Material for this task:
::::::

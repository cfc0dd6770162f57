//! Search endpoint

use axum::{
    extract::{rejection::QueryRejection, Query, State},
    http::StatusCode,
    response::{IntoResponse, Json, Response},
};
use serde::{Deserialize, Serialize};
use std::sync::Arc;

use contact_gateway_core::lookup::{LookupError, LookupResult, RequestGateway, SearchOutcome};

/// `error` field for collaborator null dereferences
const STALE_INTEGRATION_ERROR: &str = "Internal library error";

/// Query parameters of `/search`
#[derive(Debug, Deserialize)]
pub struct SearchQuery {
    pub number: Option<String>,
    pub country: Option<String>,
}

/// Successful search body
#[derive(Debug, Serialize)]
pub struct SearchResponse {
    pub success: bool,
    #[serde(skip_serializing_if = "Option::is_none")]
    pub note: Option<&'static str>,
    pub data: LookupResult,
}

impl From<SearchOutcome> for SearchResponse {
    fn from(outcome: SearchOutcome) -> Self {
        match outcome {
            SearchOutcome::Found(data) => Self {
                success: true,
                note: None,
                data,
            },
            SearchOutcome::Recovered { result, note } => Self {
                success: true,
                note: Some(note),
                data: result,
            },
        }
    }
}

/// Failed search body
#[derive(Debug, Serialize)]
pub struct ErrorResponse {
    pub success: bool,
    pub message: String,
    #[serde(skip_serializing_if = "Option::is_none")]
    pub error: Option<String>,
}

/// HTTP mapping of a [`LookupError`]
pub struct ApiError(LookupError);

impl IntoResponse for ApiError {
    fn into_response(self) -> Response {
        let (status, error) = match &self.0 {
            LookupError::MissingNumber => (StatusCode::BAD_REQUEST, None),
            LookupError::InvalidQuery { detail } => {
                (StatusCode::BAD_REQUEST, Some(detail.clone()))
            }
            LookupError::NotReady => (StatusCode::SERVICE_UNAVAILABLE, None),
            LookupError::StaleIntegration { .. } => (
                StatusCode::INTERNAL_SERVER_ERROR,
                Some(STALE_INTEGRATION_ERROR.to_string()),
            ),
            LookupError::CollaboratorFailed { detail } => {
                (StatusCode::INTERNAL_SERVER_ERROR, Some(detail.clone()))
            }
        };

        let body = ErrorResponse {
            success: false,
            message: self.0.to_string(),
            error,
        };
        (status, Json(body)).into_response()
    }
}

/// Look up a phone number
pub async fn search(
    State(gateway): State<Arc<RequestGateway>>,
    query: Result<Query<SearchQuery>, QueryRejection>,
) -> Result<Json<SearchResponse>, ApiError> {
    let Query(query) = query.map_err(|rejection| {
        ApiError(LookupError::InvalidQuery {
            detail: rejection.body_text(),
        })
    })?;
    gateway
        .search(query.number.as_deref(), query.country.as_deref())
        .await
        .map(|outcome| Json(SearchResponse::from(outcome)))
        .map_err(ApiError)
}

#[cfg(test)]
mod tests {
    use super::*;
    use axum::body::Body;
    use axum::Router;
    use contact_gateway_core::connection::mock::{profile, MockConnection};
    use contact_gateway_core::connection::SearchError;
    use contact_gateway_core::session::{CredentialStore, Session, SessionController};
    use http::Request;
    use http_body_util::BodyExt;
    use pretty_assertions::assert_eq;
    use tower::ServiceExt;

    use crate::web::build_router;

    struct Fixture {
        router: Router,
        controller: SessionController,
        connection: Arc<MockConnection>,
    }

    fn fixture() -> Fixture {
        let store = CredentialStore::new("/nonexistent/contact-gateway-test", "test");
        let session = Session::shared(store.root().to_path_buf());
        let connection = Arc::new(MockConnection::new());
        let controller = SessionController::new(
            session.clone(),
            store,
            connection.clone(),
            "http://localhost:3000".to_string(),
        );
        let gateway = Arc::new(RequestGateway::new(
            session,
            connection.clone(),
            "ID".to_string(),
        ));
        Fixture {
            router: build_router(gateway),
            controller,
            connection,
        }
    }

    async fn get_json(router: Router, uri: &str) -> (StatusCode, serde_json::Value) {
        let response = router
            .oneshot(Request::builder().uri(uri).body(Body::empty()).unwrap())
            .await
            .unwrap();
        let status = response.status();
        let body = response.into_body().collect().await.unwrap().to_bytes();
        (status, serde_json::from_slice(&body).unwrap())
    }

    #[tokio::test]
    async fn test_search_not_ready() {
        let f = fixture();
        let (status, body) = get_json(f.router, "/search?number=0811").await;
        assert_eq!(status, StatusCode::SERVICE_UNAVAILABLE);
        assert_eq!(body["success"], false);
        assert!(body["message"].as_str().unwrap().contains("not ready"));
        assert!(f.connection.searches().is_empty());
    }

    #[tokio::test]
    async fn test_search_missing_number() {
        let f = fixture();
        let (status, body) = get_json(f.router, "/search").await;
        assert_eq!(status, StatusCode::BAD_REQUEST);
        assert_eq!(body["success"], false);
        assert!(body.get("error").is_none());
    }

    #[tokio::test]
    async fn test_search_malformed_query_is_json() {
        let f = fixture();
        f.controller.on_authenticated();

        let response = f
            .router
            .oneshot(
                Request::builder()
                    .uri("/search?number=1&number=2")
                    .body(Body::empty())
                    .unwrap(),
            )
            .await
            .unwrap();
        assert_eq!(response.status(), StatusCode::BAD_REQUEST);
        assert_eq!(response.headers()["content-type"], "application/json");

        let body = response.into_body().collect().await.unwrap().to_bytes();
        let body: serde_json::Value = serde_json::from_slice(&body).unwrap();
        assert_eq!(body["success"], false);
        assert!(body["message"]
            .as_str()
            .unwrap()
            .starts_with("Invalid query string"));
        assert!(body["error"].as_str().unwrap().contains("number"));
        assert!(f.connection.searches().is_empty());
    }

    #[tokio::test]
    async fn test_search_found() {
        let f = fixture();
        f.controller.on_authenticated();
        f.connection.push_result(Ok(profile("A", "0811", "X")));

        let (status, body) = get_json(f.router, "/search?number=0811").await;
        assert_eq!(status, StatusCode::OK);
        assert_eq!(
            body,
            serde_json::json!({
                "success": true,
                "data": {"name": "A", "phone_number": "0811", "provider": "X"}
            })
        );
        assert_eq!(
            f.connection.searches(),
            vec![("ID".to_string(), "0811".to_string())]
        );
    }

    #[tokio::test]
    async fn test_search_normalizes_query() {
        let f = fixture();
        f.controller.on_authenticated();
        f.connection.push_result(Ok(profile("A", "+62812345", "X")));

        let (status, _) = get_json(f.router, "/search?number=%2B62%20812-345&country=MY").await;
        assert_eq!(status, StatusCode::OK);
        assert_eq!(
            f.connection.searches(),
            vec![("MY".to_string(), "+62812345".to_string())]
        );
    }

    #[tokio::test]
    async fn test_search_recovered() {
        let f = fixture();
        f.controller.on_authenticated();
        f.connection.push_result(Err(SearchError::with_partial(
            "flaky",
            profile("B", "0812", "Y"),
        )));

        let (status, body) = get_json(f.router, "/search?number=0812").await;
        assert_eq!(status, StatusCode::OK);
        assert_eq!(body["success"], true);
        assert_eq!(
            body["note"],
            "Data recovered after a non-critical library error."
        );
        assert_eq!(body["data"]["name"], "B");
    }

    #[tokio::test]
    async fn test_search_stale_integration() {
        let f = fixture();
        f.controller.on_authenticated();
        f.connection.push_result(Err(SearchError::new(
            "Cannot read properties of null (reading 'textContent')",
        )));

        let (status, body) = get_json(f.router, "/search?number=0811").await;
        assert_eq!(status, StatusCode::INTERNAL_SERVER_ERROR);
        assert_eq!(body["success"], false);
        assert!(body["message"]
            .as_str()
            .unwrap()
            .contains("integration needs updating"));
        assert_eq!(body["error"], "Internal library error");
    }

    #[tokio::test]
    async fn test_search_other_failure() {
        let f = fixture();
        f.controller.on_authenticated();
        f.connection
            .push_result(Err(SearchError::new("Navigation timeout exceeded")));

        let (status, body) = get_json(f.router, "/search?number=0811").await;
        assert_eq!(status, StatusCode::INTERNAL_SERVER_ERROR);
        assert_eq!(body["message"], "Internal server error.");
        assert_eq!(body["error"], "Navigation timeout exceeded");
    }

    #[tokio::test]
    async fn test_search_after_disconnect_is_unavailable() {
        let f = fixture();
        f.controller.on_authenticated();
        f.controller.on_disconnected("NAVIGATION").await.unwrap();

        let (status, _) = get_json(f.router, "/search?number=0811").await;
        assert_eq!(status, StatusCode::SERVICE_UNAVAILABLE);
        assert_eq!(f.connection.initialize_calls(), 1);
    }
}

::::::

Task: Count how many lines of the material hold the string "SearchOutcome". Give the number and nothing more.

Task solution: 5